• **Directions**: Which lines run from the line with "let conn = Connection::open(path)" through the line with "to open in-memory" in the entries below? Print them exactly, both ends included, and nothing more.

————

//! ==============================================================================
//! store.rs - persistence for the singleton reading
//! ==============================================================================
//!
//! purpose:
//!     keeps the one record the hub knows about, addressed by a fixed key.
//!     every write is a single upsert: it creates the row when absent and
//!     otherwise touches only its own field group.
//!
//! field groups:
//!     - measurement: count + distance (POST /sensor-data)
//!     - lid:         lidOpen          (POST /estado-tapa)
//!     both set lastUpdated. the groups are not written together, so a
//!     concurrent measurement and lid update interleave (last write wins
//!     per group).
//!
//! backends:
//!     - SqliteStore: on-disk (or in-memory) SQLite via rusqlite
//!     - MemoryStore: process-local, lost on restart
//!     both key records by id, so they agree for any id they are given.
//!
//! calls are blocking; the api layer runs them on the blocking pool.
//! a lock poisoned by a panicking caller is recovered: every write is a
//! single statement or field assignment, so no half-written state survives.
//!
//! ==============================================================================

use std::collections::HashMap;
use std::path::Path;
use std::sync::{Arc, Mutex, MutexGuard, PoisonError};

use anyhow::{Context, Result};
use chrono::{DateTime, SecondsFormat, Utc};
use rusqlite::{params, Connection, OptionalExtension, Row};

use crate::config::{StorageBackend, StorageConfig};
use crate::domain::Reading;

pub trait ReadingStore: Send + Sync {
    /// stored record, or None before the first write
    fn fetch(&self, id: &str) -> Result<Option<Reading>>;
    /// set count, distance and lastUpdated; lidOpen defaults to false on create
    fn upsert_measurement(&self, id: &str, count: i64, distance: f64, at: DateTime<Utc>) -> Result<Reading>;
    /// set lidOpen and lastUpdated; count and distance default to 0 on create
    fn upsert_lid(&self, id: &str, lid_open: bool, at: DateTime<Utc>) -> Result<Reading>;
}

/// open the backend named in config. failure here is fatal for the process.
pub fn open_store(config: &StorageConfig) -> Result<Arc<dyn ReadingStore>> {
    match config.backend {
        StorageBackend::Sqlite => {
            let store = SqliteStore::open(&config.database_path)?;
            tracing::info!(path = %config.database_path.display(), "sqlite store ready");
            Ok(Arc::new(store))
        }
        StorageBackend::Memory => {
            tracing::warn!("using in-memory store, state is lost on restart");
            Ok(Arc::new(MemoryStore::default()))
        }
    }
}

// ==============================================================================
// SQLITE
// ==============================================================================

const SCHEMA: &str = "
    CREATE TABLE IF NOT EXISTS readings (
        id           TEXT PRIMARY KEY NOT NULL,
        count        INTEGER NOT NULL DEFAULT 0,
        distance     REAL    NOT NULL DEFAULT 0,
        lid_open     INTEGER NOT NULL DEFAULT 0,
        last_updated TEXT    NOT NULL
    );
";

const UPSERT_MEASUREMENT: &str = "
    INSERT INTO readings (id, count, distance, last_updated)
    VALUES (?1, ?2, ?3, ?4)
    ON CONFLICT(id) DO UPDATE SET
        count = excluded.count,
        distance = excluded.distance,
        last_updated = excluded.last_updated
    RETURNING id, count, distance, lid_open, last_updated
";

const UPSERT_LID: &str = "
    INSERT INTO readings (id, lid_open, last_updated)
    VALUES (?1, ?2, ?3)
    ON CONFLICT(id) DO UPDATE SET
        lid_open = excluded.lid_open,
        last_updated = excluded.last_updated
    RETURNING id, count, distance, lid_open, last_updated
";

pub struct SqliteStore {
    conn: Mutex<Connection>,
}

impl SqliteStore {
    /// open (creating parent directories) and migrate
    pub fn open(path: &Path) -> Result<Self> {
        if let Some(parent) = path.parent().filter(|p| !p.as_os_str().is_empty()) {
            std::fs::create_dir_all(parent).with_context(|| {
                format!("failed to create database directory {}", parent.display())
            })?;
        }

        let conn = Connection::open(path)
            .with_context(|| format!("failed to open SQLite database {}", path.display()))?;
        if let Err(err) = conn.pragma_update(None, "journal_mode", "WAL") {
            tracing::warn!("failed to enable WAL mode: {err}");
        }
        Self::from_connection(conn)
    }

    pub fn open_in_memory() -> Result<Self> {
        let conn = Connection::open_in_memory().context("failed to open in-memory SQLite database")?;
        Self::from_connection(conn)
    }

    fn from_connection(conn: Connection) -> Result<Self> {
        conn.execute_batch(SCHEMA).context("failed to run database migrations")?;
        Ok(Self { conn: Mutex::new(conn) })
    }

    fn lock(&self) -> MutexGuard<'_, Connection> {
        self.conn.lock().unwrap_or_else(|poisoned| {
            tracing::warn!("recovering poisoned database connection lock");
            poisoned.into_inner()
        })
    }
}

fn format_timestamp(at: DateTime<Utc>) -> String {
    at.to_rfc3339_opts(SecondsFormat::AutoSi, true)
}

fn row_to_reading(row: &Row) -> Result<Reading, rusqlite::Error> {
    let last_updated: String = row.get("last_updated")?;
    let last_updated = DateTime::parse_from_rfc3339(&last_updated)
        .map(|dt| dt.with_timezone(&Utc))
        .map_err(|e| {
            rusqlite::Error::FromSqlConversionFailure(4, rusqlite::types::Type::Text, Box::new(e))
        })?;

    Ok(Reading {
        id: row.get("id")?,
        count: row.get("count")?,
        distance: row.get("distance")?,
        lid_open: row.get("lid_open")?,
        last_updated,
    })
}

impl ReadingStore for SqliteStore {
    fn fetch(&self, id: &str) -> Result<Option<Reading>> {
        let conn = self.lock();
        conn.query_row(
            "SELECT id, count, distance, lid_open, last_updated FROM readings WHERE id = ?1",
            params![id],
            row_to_reading,
        )
        .optional()
        .context("failed to read current reading")
    }

    fn upsert_measurement(&self, id: &str, count: i64, distance: f64, at: DateTime<Utc>) -> Result<Reading> {
        let conn = self.lock();
        conn.query_row(UPSERT_MEASUREMENT, params![id, count, distance, format_timestamp(at)], row_to_reading)
            .context("failed to upsert sensor reading")
    }

    fn upsert_lid(&self, id: &str, lid_open: bool, at: DateTime<Utc>) -> Result<Reading> {
        let conn = self.lock();
        conn.query_row(UPSERT_LID, params![id, lid_open, format_timestamp(at)], row_to_reading)
            .context("failed to upsert lid state")
    }
}

// ==============================================================================
// MEMORY
// ==============================================================================

#[derive(Default)]
pub struct MemoryStore {
    readings: Mutex<HashMap<String, Reading>>,
}

impl MemoryStore {
    fn lock(&self) -> MutexGuard<'_, HashMap<String, Reading>> {
        self.readings.lock().unwrap_or_else(PoisonError::into_inner)
    }

    fn upsert(&self, id: &str, at: DateTime<Utc>, apply: impl FnOnce(&mut Reading)) -> Result<Reading> {
        let mut readings = self.lock();
        let reading = readings
            .entry(id.to_string())
            .or_insert_with(|| Reading::placeholder(id, at));
        apply(reading);
        reading.last_updated = at;
        Ok(reading.clone())
    }
}

impl ReadingStore for MemoryStore {
    fn fetch(&self, id: &str) -> Result<Option<Reading>> {
        Ok(self.lock().get(id).cloned())
    }

    fn upsert_measurement(&self, id: &str, count: i64, distance: f64, at: DateTime<Utc>) -> Result<Reading> {
        self.upsert(id, at, |r| {
            r.count = count;
            r.distance = distance;
        })
    }

    fn upsert_lid(&self, id: &str, lid_open: bool, at: DateTime<Utc>) -> Result<Reading> {
        self.upsert(id, at, |r| r.lid_open = lid_open)
    }
}

#[cfg(test)]
mod tests {
    use super::*;
    use chrono::Duration;

    const ID: &str = "basura_principal";

    fn backends() -> Vec<(&'static str, Box<dyn ReadingStore>)> {
        vec![
            ("sqlite", Box::new(SqliteStore::open_in_memory().unwrap()) as Box<dyn ReadingStore>),
            ("memory", Box::new(MemoryStore::default()) as Box<dyn ReadingStore>),
        ]
    }

    #[test]
    fn fetch_before_first_write_is_none() {
        for (name, store) in backends() {
            assert!(store.fetch(ID).unwrap().is_none(), "{name}");
        }
    }

    #[test]
    fn measurement_creates_record_with_closed_lid() {
        for (name, store) in backends() {
            let at = Utc::now();
            let reading = store.upsert_measurement(ID, 5, 42.5, at).unwrap();
            assert_eq!(reading, Reading { id: ID.into(), count: 5, distance: 42.5, lid_open: false, last_updated: at }, "{name}");
            assert_eq!(store.fetch(ID).unwrap(), Some(reading), "{name}");
        }
    }

    #[test]
    fn lid_update_creates_record_with_zero_measurement() {
        for (name, store) in backends() {
            let reading = store.upsert_lid(ID, true, Utc::now()).unwrap();
            assert_eq!((reading.count, reading.distance, reading.lid_open), (0, 0.0, true), "{name}");
        }
    }

    #[test]
    fn field_groups_do_not_clobber_each_other() {
        for (name, store) in backends() {
            let t0 = Utc::now();
            store.upsert_measurement(ID, 3, 10.0, t0).unwrap();
            let t1 = t0 + Duration::seconds(1);
            let after_lid = store.upsert_lid(ID, true, t1).unwrap();
            assert_eq!((after_lid.count, after_lid.distance), (3, 10.0), "{name}");
            assert_eq!(after_lid.last_updated, t1, "{name}");

            let t2 = t1 + Duration::seconds(1);
            let after_measure = store.upsert_measurement(ID, -1, 0.5, t2).unwrap();
            assert!(after_measure.lid_open, "{name}");
            assert_eq!((after_measure.count, after_measure.distance), (-1, 0.5), "{name}");
        }
    }

    #[test]
    fn records_are_keyed_by_id() {
        for (name, store) in backends() {
            store.upsert_measurement("bin-a", 1, 1.0, Utc::now()).unwrap();
            let b = store.upsert_lid("bin-b", true, Utc::now()).unwrap();
            assert_eq!((b.id.as_str(), b.count, b.lid_open), ("bin-b", 0, true), "{name}");

            let a = store.fetch("bin-a").unwrap().unwrap();
            assert_eq!((a.id.as_str(), a.count, a.lid_open), ("bin-a", 1, false), "{name}");
            assert!(store.fetch(ID).unwrap().is_none(), "{name}");
        }
    }

    #[test]
    fn sqlite_recovers_from_poisoned_lock() {
        let store = SqliteStore::open_in_memory().unwrap();
        let poisoner = std::panic::catch_unwind(std::panic::AssertUnwindSafe(|| {
            let _conn = store.conn.lock().unwrap();
            panic!("caller died holding the connection");
        }));
        assert!(poisoner.is_err());
        assert!(store.conn.is_poisoned());

        let reading = store.upsert_measurement(ID, 2, 3.0, Utc::now()).unwrap();
        assert_eq!(store.fetch(ID).unwrap(), Some(reading));
    }

    #[test]
    fn memory_recovers_from_poisoned_lock() {
        let store = MemoryStore::default();
        let poisoner = std::panic::catch_unwind(std::panic::AssertUnwindSafe(|| {
            let _readings = store.readings.lock().unwrap();
            panic!("caller died holding the map");
        }));
        assert!(poisoner.is_err());
        assert!(store.readings.is_poisoned());

        store.upsert_lid(ID, true, Utc::now()).unwrap();
        assert!(store.fetch(ID).unwrap().unwrap().lid_open);
    }

    #[test]
    fn sqlite_keeps_a_single_row() {
        let store = SqliteStore::open_in_memory().unwrap();
        for i in 0..5 {
            store.upsert_measurement(ID, i, i as f64, Utc::now()).unwrap();
            store.upsert_lid(ID, i % 2 == 0, Utc::now()).unwrap();
        }
        let rows: i64 = store
            .lock()
            .query_row("SELECT COUNT(*) FROM readings", [], |row| row.get(0))
            .unwrap();
        assert_eq!(rows, 1);
    }

    #[test]
    fn sqlite_survives_reopen() {
        let dir = tempfile::tempdir().unwrap();
        let path = dir.path().join("nested").join("hub.db");
        let at = Utc::now();
        {
            let store = SqliteStore::open(&path).unwrap();
            store.upsert_measurement(ID, 9, 1.25, at).unwrap();
        }
        let store = SqliteStore::open(&path).unwrap();
        let reading = store.fetch(ID).unwrap().unwrap();
        assert_eq!((reading.count, reading.distance, reading.last_updated), (9, 1.25, at));
    }

    #[test]
    fn open_store_honours_backend() {
        let config = StorageConfig { backend: StorageBackend::Memory, ..StorageConfig::default() };
        let store = open_store(&config).unwrap();
        assert!(store.fetch(&config.record_id).unwrap().is_none());
    }
}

————

• **Output**:
        let conn = Connection::open(path)
            .with_context(|| format!("failed to open SQLite database {}", path.display()))?;
        if let Err(err) = conn.pragma_update(None, "journal_mode", "WAL") {
            tracing::warn!("failed to enable WAL mode: {err}");
        }
        Self::from_connection(conn)
    }

    pub fn open_in_memory() -> Result<Self> {
        let conn = Connection::open_in_memory().context("failed to open in-memory SQLite database")?;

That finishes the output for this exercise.